- [Try it]: Which lines of the entries below contain the string "with"? Copy each one.

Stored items

BEGIN

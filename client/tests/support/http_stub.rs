//! Minimal HTTP/1.1 stub server for exercising the reqwest transport.
//!
//! Each connection carries one request and is closed after the response.

use std::sync::{Arc, Mutex};

use tokio::io::{AsyncReadExt, AsyncWriteExt};
use tokio::net::{TcpListener, TcpStream};
use url::Url;

/// Request as seen by the stub.
#[derive(Debug, Clone)]
pub struct RecordedRequest {
    pub method: String,
    pub target: String,
    pub headers: Vec<(String, String)>,
    pub body: Vec<u8>,
}

impl RecordedRequest {
    pub fn header(&self, name: &str) -> Option<&str> {
        self.headers
            .iter()
            .find(|(key, _)| key.eq_ignore_ascii_case(name))
            .map(|(_, value)| value.as_str())
    }
}

/// Status and JSON body returned for one request.
pub type Reply = (u16, String);

pub struct StubServer {
    base: Url,
    requests: Arc<Mutex<Vec<RecordedRequest>>>,
}

impl StubServer {
    /// Bind to an ephemeral local port and answer with `route`.
    pub async fn spawn(route: fn(&RecordedRequest) -> Reply) -> Self {
        let listener = TcpListener::bind("127.0.0.1:0")
            .await
            .expect("bind stub listener");
        let address = listener.local_addr().expect("stub address");
        let requests = Arc::new(Mutex::new(Vec::new()));
        let recorded = Arc::clone(&requests);
        tokio::spawn(async move {
            while let Ok((stream, _)) = listener.accept().await {
                let recorded = Arc::clone(&recorded);
                tokio::spawn(async move {
                    serve(stream, route, recorded).await;
                });
            }
        });
        Self {
            base: Url::parse(&format!("http://{address}")).expect("stub URL"),
            requests,
        }
    }

    pub fn base(&self) -> Url {
        self.base.clone()
    }

    pub fn requests(&self) -> Vec<RecordedRequest> {
        self.requests.lock().expect("stub requests mutex").clone()
    }
}

/// URL on a local port with nothing listening.
pub async fn closed_port_url() -> Url {
    let listener = TcpListener::bind("127.0.0.1:0")
        .await
        .expect("bind probe listener");
    let address = listener.local_addr().expect("probe address");
    drop(listener);
    Url::parse(&format!("http://{address}")).expect("probe URL")
}

async fn serve(
    mut stream: TcpStream,
    route: fn(&RecordedRequest) -> Reply,
    recorded: Arc<Mutex<Vec<RecordedRequest>>>,
) {
    let Some(request) = read_request(&mut stream).await else {
        return;
    };
    let (status, body) = route(&request);
    recorded.lock().expect("stub requests mutex").push(request);

    let response = format!(
        "HTTP/1.1 {status} Stub\r\ncontent-type: application/json\r\ncontent-length: {}\r\nconnection: close\r\n\r\n{body}",
        body.len()
    );
    let _ = stream.write_all(response.as_bytes()).await;
    let _ = stream.shutdown().await;
}

async fn read_request(stream: &mut TcpStream) -> Option<RecordedRequest> {
    let mut buffer = Vec::new();
    let mut chunk = [0_u8; 1024];
    let head_end = loop {
        let read = stream.read(&mut chunk).await.ok()?;
        if read == 0 {
            return None;
        }
        buffer.extend_from_slice(&chunk[..read]);
        if let Some(position) = buffer.windows(4).position(|window| window == b"\r\n\r\n") {
            break position + 4;
        }
    };

    let head = String::from_utf8_lossy(&buffer[..head_end]).into_owned();
    let mut lines = head.split("\r\n");
    let mut request_line = lines.next()?.split_whitespace();
    let method = request_line.next()?.to_owned();
    let target = request_line.next()?.to_owned();
    let headers: Vec<(String, String)> = lines
        .filter_map(|line| line.split_once(':'))
        .map(|(name, value)| (name.trim().to_owned(), value.trim().to_owned()))
        .collect();

    let content_length = headers
        .iter()
        .find(|(name, _)| name.eq_ignore_ascii_case("content-length"))
        .and_then(|(_, value)| value.parse::<usize>().ok())
        .unwrap_or(0);
    let mut body = buffer[head_end..].to_vec();
    while body.len() < content_length {
        let read = stream.read(&mut chunk).await.ok()?;
        if read == 0 {
            break;
        }
        body.extend_from_slice(&chunk[..read]);
    }

    Some(RecordedRequest {
        method,
        target,
        headers,
        body,
    })
}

END

- [Task response]:
    /// Bind to an ephemeral local port and answer with `route`.
/// URL on a local port with nothing listening.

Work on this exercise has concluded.